Sveriges Riksbank (2019), « Monetary Policy Report July 2019 »

 


[1] Au Danemark, l’objectif principal de la banque centrale est le maintien du taux de change dans un intervalle autour du niveau de 7,46 DKK/EUR. Dans les faits, cela transpose le mandat de la BCE dans la politique monétaire danoise, à savoir de maintenir l’inflation « en dessous, mais proche de 2 % » à moyen-terme. 

[2] L’ouverture au commerce extérieur norvégienne est plus difficilement quantifiable eu égard à la concentration des experts du pays aux produits pétroliers.

[3] L’hystérèse du chômage correspond à une situation où le taux de chômage reste structurellement élevé en dépit d’une reprise sensible de l’activité économique.

[4]Potentiellement reflétant des chaînes de valeurs communes, il y a une corrélation très marquée et pérenne entre les PMIs manufacturiers allemands et suédois.

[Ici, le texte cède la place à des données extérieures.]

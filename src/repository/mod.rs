//! Record store adapters
//!
//! Implementations of the [`VolumeRepository`] and
//! [`TargetCounterRepository`] ports.
//!
//! [`VolumeRepository`]: crate::domain::ports::VolumeRepository
//! [`TargetCounterRepository`]: crate::domain::ports::TargetCounterRepository

pub mod memory;

pub use memory::*;
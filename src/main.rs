//! Block Storage Controller
//!
//! Control plane daemon for virtual block-storage volumes: runs the
//! leader-gated reconciliation sweep against each partition's storage
//! backend and exposes health and metrics endpoints.

use clap::Parser;
use std::net::SocketAddr;
use std::path::PathBuf;
use std::sync::Arc;
use std::time::Duration;
use tokio_util::sync::CancellationToken;
use tracing::{error, info, warn, Level};
use tracing_subscriber::{fmt, prelude::*, EnvFilter};

use block_storage_controller::{
    Error, HttpBackendConfig, HttpStorageBackend, PartitionMap, ReconciliationScheduler,
    Result, StaticAttachments, StaticLeader, SweepMetrics, VolumeReconciler,
};

// =============================================================================
// CLI Arguments
// =============================================================================

/// Block Storage Controller - Volume Control Plane
#[derive(Parser, Debug)]
#[command(author, version, about, long_about = None)]
struct Args {
    /// Partition map file (partition name -> backend endpoint, YAML)
    #[arg(long, env = "PARTITION_MAP", default_value = "partitions.yaml")]
    partition_map: PathBuf,

    /// Reconciliation tick interval in seconds
    #[arg(long, env = "TICK_INTERVAL", default_value = "10")]
    tick_interval_secs: u64,

    /// Backend RPC timeout in seconds
    #[arg(long, env = "RPC_TIMEOUT", default_value = "30")]
    rpc_timeout_secs: u64,

    /// Start as fleet coordinator (single-node deployments)
    #[arg(long, env = "LEADER", default_value = "true")]
    leader: bool,

    /// Health server bind address
    #[arg(long, env = "HEALTH_ADDR", default_value = "0.0.0.0:8081")]
    health_addr: String,

    /// Metrics server bind address
    #[arg(long, env = "METRICS_ADDR", default_value = "0.0.0.0:8080")]
    metrics_addr: String,

    /// Log level (trace, debug, info, warn, error)
    #[arg(long, env = "LOG_LEVEL", default_value = "info")]
    log_level: String,

    /// Output logs as JSON
    #[arg(long, env = "LOG_JSON")]
    log_json: bool,
}

// =============================================================================
// Main
// =============================================================================

#[tokio::main]
async fn main() -> Result<()> {
    let args = Args::parse();

    init_logging(&args);

    info!("Starting Block Storage Controller");
    info!("  Version: {}", block_storage_controller::VERSION);
    info!("  Partition map: {}", args.partition_map.display());
    info!("  Tick interval: {}s", args.tick_interval_secs);
    info!("  Leader: {}", args.leader);

    let partitions = PartitionMap::load(&args.partition_map)?;
    info!("Loaded {} partition(s)", partitions.len());

    // Wire the control plane. The in-memory repository keeps volume state in
    // process; a durable record store plugs in through the same port.
    let repository = Arc::new(block_storage_controller::InMemoryVolumeRepository::new());
    let backend = Arc::new(HttpStorageBackend::new(HttpBackendConfig {
        request_timeout: Duration::from_secs(args.rpc_timeout_secs),
    })?);
    let attachments = Arc::new(StaticAttachments::new());
    let leader = Arc::new(StaticLeader::new(args.leader));

    let metrics = match SweepMetrics::register() {
        Ok(metrics) => Some(metrics),
        Err(err) => {
            warn!("sweep metrics disabled: {}", err);
            None
        }
    };

    let reconciler =
        VolumeReconciler::with_metrics(repository, backend, attachments, partitions, metrics);

    let scheduler = Arc::new(ReconciliationScheduler::new(reconciler, leader));

    // Start health server
    let health_addr = args.health_addr.clone();
    tokio::spawn(async move {
        if let Err(e) = run_health_server(&health_addr).await {
            error!("Health server error: {}", e);
        }
    });

    // Start metrics server
    let metrics_addr = args.metrics_addr.clone();
    tokio::spawn(async move {
        if let Err(e) = run_metrics_server(&metrics_addr).await {
            error!("Metrics server error: {}", e);
        }
    });

    // Run the reconciliation loop until interrupted
    let shutdown = CancellationToken::new();
    {
        let shutdown = shutdown.clone();
        tokio::spawn(async move {
            if tokio::signal::ctrl_c().await.is_ok() {
                info!("shutdown signal received");
                shutdown.cancel();
            }
        });
    }

    scheduler
        .run(Duration::from_secs(args.tick_interval_secs), shutdown)
        .await;

    info!("Controller shutdown complete");
    Ok(())
}

// =============================================================================
// Logging Setup
// =============================================================================

fn init_logging(args: &Args) {
    let level = match args.log_level.to_lowercase().as_str() {
        "trace" => Level::TRACE,
        "debug" => Level::DEBUG,
        "info" => Level::INFO,
        "warn" => Level::WARN,
        "error" => Level::ERROR,
        _ => Level::INFO,
    };

    let filter = EnvFilter::from_default_env()
        .add_directive(level.into())
        .add_directive("hyper=warn".parse().unwrap())
        .add_directive("reqwest=info".parse().unwrap());

    if args.log_json {
        tracing_subscriber::registry()
            .with(filter)
            .with(fmt::layer().json())
            .init();
    } else {
        tracing_subscriber::registry()
            .with(filter)
            .with(fmt::layer().with_target(true))
            .init();
    }
}

// =============================================================================
// Health Server
// =============================================================================

async fn run_health_server(addr: &str) -> Result<()> {
    use hyper::service::{make_service_fn, service_fn};
    use hyper::{Body, Request, Response, Server, StatusCode};

    let make_svc = make_service_fn(|_conn| async {
        Ok::<_, std::convert::Infallible>(service_fn(|req: Request<Body>| async move {
            let response = match req.uri().path() {
                "/healthz" | "/livez" => Response::builder()
                    .status(StatusCode::OK)
                    .body(Body::from("ok"))
                    .unwrap(),
                "/readyz" => Response::builder()
                    .status(StatusCode::OK)
                    .body(Body::from("ok"))
                    .unwrap(),
                _ => Response::builder()
                    .status(StatusCode::NOT_FOUND)
                    .body(Body::from("not found"))
                    .unwrap(),
            };
            Ok::<_, std::convert::Infallible>(response)
        }))
    });

    let addr: SocketAddr = addr
        .parse()
        .map_err(|e| Error::Internal(format!("Invalid health server address: {}", e)))?;

    info!("Health server listening on {}", addr);
    Server::bind(&addr)
        .serve(make_svc)
        .await
        .map_err(|e| Error::Internal(format!("Health server error: {}", e)))?;

    Ok(())
}

// =============================================================================
// Metrics Server
// =============================================================================

async fn run_metrics_server(addr: &str) -> Result<()> {
    use hyper::service::{make_service_fn, service_fn};
    use hyper::{Body, Request, Response, Server, StatusCode};
    use prometheus::{Encoder, TextEncoder};

    let make_svc = make_service_fn(|_conn| async {
        Ok::<_, std::convert::Infallible>(service_fn(|req: Request<Body>| async move {
            let response = match req.uri().path() {
                "/metrics" => {
                    let encoder = TextEncoder::new();
                    let metric_families = prometheus::gather();
                    let mut buffer = Vec::new();
                    encoder.encode(&metric_families, &mut buffer).unwrap();

                    Response::builder()
                        .status(StatusCode::OK)
                        .header("Content-Type", encoder.format_type())
                        .body(Body::from(buffer))
                        .unwrap()
                }
                _ => Response::builder()
                    .status(StatusCode::NOT_FOUND)
                    .body(Body::from("not found"))
                    .unwrap(),
            };
            Ok::<_, std::convert::Infallible>(response)
        }))
    });

    let addr: SocketAddr = addr
        .parse()
        .map_err(|e| Error::Internal(format!("Invalid metrics server address: {}", e)))?;

    info!("Metrics server listening on {}", addr);
    Server::bind(&addr)
        .serve(make_svc)
        .await
        .map_err(|e| Error::Internal(format!("Metrics server error: {}", e)))?;

    Ok(())
}
//! Block Storage Controller - Volume Control Plane
//!
//! Control plane owning the authoritative lifecycle of virtual block-storage
//! volumes across partitions (availability zones), and the iSCSI export
//! machinery that exposes a volume's block device to a compute host.
//!
//! # Architecture
//!
//! ```text
//! ┌─────────────────────────────────────────────────────────────────────┐
//! │                        Volume Control Plane                          │
//! ├─────────────────────────────────────────────────────────────────────┤
//! │  ┌──────────────────┐   ┌──────────────────┐   ┌─────────────────┐  │
//! │  │ Reconciliation   │──▶│     Volume       │──▶│  Volume State   │  │
//! │  │   Scheduler      │   │   Reconciler     │   │    Machine      │  │
//! │  │ (leader-gated)   │   │ (per-partition)  │   │    (pure)       │  │
//! │  └──────────────────┘   └────────┬─────────┘   └─────────────────┘  │
//! │                                  │                                   │
//! │  ┌──────────────────┐   ┌────────┴─────────┐   ┌─────────────────┐  │
//! │  │     Volume       │──▶│     Volume       │   │ Storage Backend │  │
//! │  │    Lifecycle     │   │   Repository     │   │  Client (HTTP)  │  │
//! │  └──────────────────┘   └──────────────────┘   └─────────────────┘  │
//! ├─────────────────────────────────────────────────────────────────────┤
//! │                          Export Subsystem                            │
//! │  ┌──────────────────┐   ┌──────────────────┐   ┌─────────────────┐  │
//! │  │     Target       │──▶│     Export       │──▶│ Timed Command   │  │
//! │  │    Allocator     │   │    Manager       │   │    Runner       │  │
//! │  └──────────────────┘   └──────────────────┘   └─────────────────┘  │
//! └─────────────────────────────────────────────────────────────────────┘
//! ```
//!
//! # Modules
//!
//! - [`controlplane`]: reconciliation sweep, scheduler, lifecycle, backends
//! - [`export`]: iSCSI target allocation, export/teardown, command runner
//! - [`repository`]: record store adapters
//! - [`domain`]: core records and port definitions
//! - [`error`]: error types and handling

pub mod controlplane;
pub mod domain;
pub mod error;
pub mod export;
pub mod repository;

// Re-export commonly used types
pub use controlplane::{
    HttpBackendConfig, HttpStorageBackend, ReconciliationScheduler, SweepMetrics,
    VolumeLifecycle, VolumeReconciler,
};

pub use domain::{
    AttachmentInfo, AttachmentSource, BackendStatus, BackendVolumeStatus, CommandRunner,
    ExportRecord, Fault, FaultNotifier, LeaderElection, LogFaultNotifier, LogUsageEventSink,
    PartitionMap, StaticAttachments, StaticLeader, StorageBackendClient,
    TargetAllocationCounter, TargetCounterRepository, UsageEventSink, Volume, VolumeRepository,
    VolumeState, VolumeUsageEvent,
};

pub use error::{Error, ErrorAction, Result};

pub use export::{
    CommandRunnerConfig, ExportManager, TargetAllocator, TargetAllocatorConfig,
    TimedCommandRunner, EXPORT_LUN,
};

pub use repository::{InMemoryTargetCounters, InMemoryVolumeRepository};

/// Library version
pub const VERSION: &str = env!("CARGO_PKG_VERSION");

/// Library name
pub const NAME: &str = env!("CARGO_PKG_NAME");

Il serait donc difficile d’expliquer un ralentissement manufacturier en Allemagne sans que la Suède n’en subisse le contrecoup, et ce surtout après la publication des chiffres de croissance allemands pointant vers une contraction au deuxième trimestre 2019.

[5]Notamment avec les industries pharmaceutiques, navales et de composantes d’éoliennes.

[6]Le Danemark a plusieurs taux de politique monétaire, comme la BCE. Le taux représenté sur le graphe 2A est le taux auquel la Banque Centrale octroie ses prêts aux banques.

[7]Le Royaume-Uni étant un des principaux marchés d’exportation du Danemark.

[8]En excluant les activités offshores liées à l’industrie pétrolière.